> **Task requirements**: Read through the lines below for the string "ShardSchema" and copy each one that has it.

*** Source records ***

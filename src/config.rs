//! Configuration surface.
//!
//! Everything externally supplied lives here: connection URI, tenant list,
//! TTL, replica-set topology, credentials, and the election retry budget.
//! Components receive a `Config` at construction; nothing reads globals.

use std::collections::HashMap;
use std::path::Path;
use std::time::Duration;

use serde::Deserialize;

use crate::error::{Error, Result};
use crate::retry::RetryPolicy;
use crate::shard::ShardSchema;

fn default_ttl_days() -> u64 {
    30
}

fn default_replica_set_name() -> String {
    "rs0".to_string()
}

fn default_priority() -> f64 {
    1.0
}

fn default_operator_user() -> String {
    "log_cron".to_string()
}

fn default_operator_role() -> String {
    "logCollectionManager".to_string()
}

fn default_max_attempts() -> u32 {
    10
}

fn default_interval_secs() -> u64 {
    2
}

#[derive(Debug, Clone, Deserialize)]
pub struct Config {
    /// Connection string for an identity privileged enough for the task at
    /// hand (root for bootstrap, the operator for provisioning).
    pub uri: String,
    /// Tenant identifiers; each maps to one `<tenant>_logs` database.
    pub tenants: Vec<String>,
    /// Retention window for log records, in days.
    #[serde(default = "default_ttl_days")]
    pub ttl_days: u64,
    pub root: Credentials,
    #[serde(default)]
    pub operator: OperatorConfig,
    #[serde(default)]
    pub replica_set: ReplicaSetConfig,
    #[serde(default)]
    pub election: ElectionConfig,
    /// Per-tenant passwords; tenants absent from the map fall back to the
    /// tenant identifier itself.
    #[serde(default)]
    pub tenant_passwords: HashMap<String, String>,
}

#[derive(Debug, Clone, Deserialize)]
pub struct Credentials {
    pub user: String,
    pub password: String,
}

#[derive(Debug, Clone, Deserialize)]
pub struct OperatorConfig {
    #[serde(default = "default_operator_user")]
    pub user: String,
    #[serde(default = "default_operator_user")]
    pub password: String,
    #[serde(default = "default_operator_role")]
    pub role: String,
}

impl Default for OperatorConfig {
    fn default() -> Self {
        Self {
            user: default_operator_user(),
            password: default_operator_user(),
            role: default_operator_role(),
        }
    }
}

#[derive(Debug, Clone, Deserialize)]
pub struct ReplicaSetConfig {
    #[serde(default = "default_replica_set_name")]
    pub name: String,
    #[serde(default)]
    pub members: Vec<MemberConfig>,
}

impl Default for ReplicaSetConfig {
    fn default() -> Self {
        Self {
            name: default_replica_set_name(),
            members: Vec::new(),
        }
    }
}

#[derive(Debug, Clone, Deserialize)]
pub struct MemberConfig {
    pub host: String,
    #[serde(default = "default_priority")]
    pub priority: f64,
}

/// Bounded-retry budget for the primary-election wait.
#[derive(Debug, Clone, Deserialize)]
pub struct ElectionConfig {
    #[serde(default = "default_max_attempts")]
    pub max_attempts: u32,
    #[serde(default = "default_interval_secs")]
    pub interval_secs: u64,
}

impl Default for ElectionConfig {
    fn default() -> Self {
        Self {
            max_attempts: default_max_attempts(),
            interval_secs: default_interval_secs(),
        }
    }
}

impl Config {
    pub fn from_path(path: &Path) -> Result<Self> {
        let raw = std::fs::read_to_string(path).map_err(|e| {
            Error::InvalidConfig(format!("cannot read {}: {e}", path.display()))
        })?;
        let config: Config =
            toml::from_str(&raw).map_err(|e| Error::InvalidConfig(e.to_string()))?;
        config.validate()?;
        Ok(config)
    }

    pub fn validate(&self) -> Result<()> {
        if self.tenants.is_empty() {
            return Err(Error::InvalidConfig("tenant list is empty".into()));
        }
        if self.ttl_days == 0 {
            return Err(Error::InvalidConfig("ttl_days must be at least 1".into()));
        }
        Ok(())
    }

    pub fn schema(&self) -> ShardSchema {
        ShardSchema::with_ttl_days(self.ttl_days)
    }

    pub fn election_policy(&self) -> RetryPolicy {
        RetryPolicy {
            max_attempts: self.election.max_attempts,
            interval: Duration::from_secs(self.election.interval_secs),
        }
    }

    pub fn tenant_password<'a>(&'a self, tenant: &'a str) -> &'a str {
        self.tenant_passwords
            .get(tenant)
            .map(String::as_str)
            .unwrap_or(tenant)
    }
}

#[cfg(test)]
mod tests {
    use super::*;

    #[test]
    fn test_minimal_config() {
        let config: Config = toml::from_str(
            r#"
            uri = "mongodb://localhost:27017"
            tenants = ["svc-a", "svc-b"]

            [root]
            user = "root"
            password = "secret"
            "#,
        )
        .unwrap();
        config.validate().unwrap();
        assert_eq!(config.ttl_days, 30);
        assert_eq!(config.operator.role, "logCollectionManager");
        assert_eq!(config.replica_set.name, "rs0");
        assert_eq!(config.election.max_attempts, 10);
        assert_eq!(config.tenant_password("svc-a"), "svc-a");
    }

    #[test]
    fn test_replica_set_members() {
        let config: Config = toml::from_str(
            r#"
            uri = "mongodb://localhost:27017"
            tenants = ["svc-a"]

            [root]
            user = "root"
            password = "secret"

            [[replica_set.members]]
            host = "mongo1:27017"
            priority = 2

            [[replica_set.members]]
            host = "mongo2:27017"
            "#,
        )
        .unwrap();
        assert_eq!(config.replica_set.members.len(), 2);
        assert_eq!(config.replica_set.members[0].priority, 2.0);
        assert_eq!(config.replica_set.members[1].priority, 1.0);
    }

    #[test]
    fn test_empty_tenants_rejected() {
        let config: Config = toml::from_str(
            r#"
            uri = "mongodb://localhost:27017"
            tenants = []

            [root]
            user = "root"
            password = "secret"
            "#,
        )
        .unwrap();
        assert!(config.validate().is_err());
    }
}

*** End of Source records ***

> **Task result**:
use crate::shard::ShardSchema;
    pub fn schema(&self) -> ShardSchema {
        ShardSchema::with_ttl_days(self.ttl_days)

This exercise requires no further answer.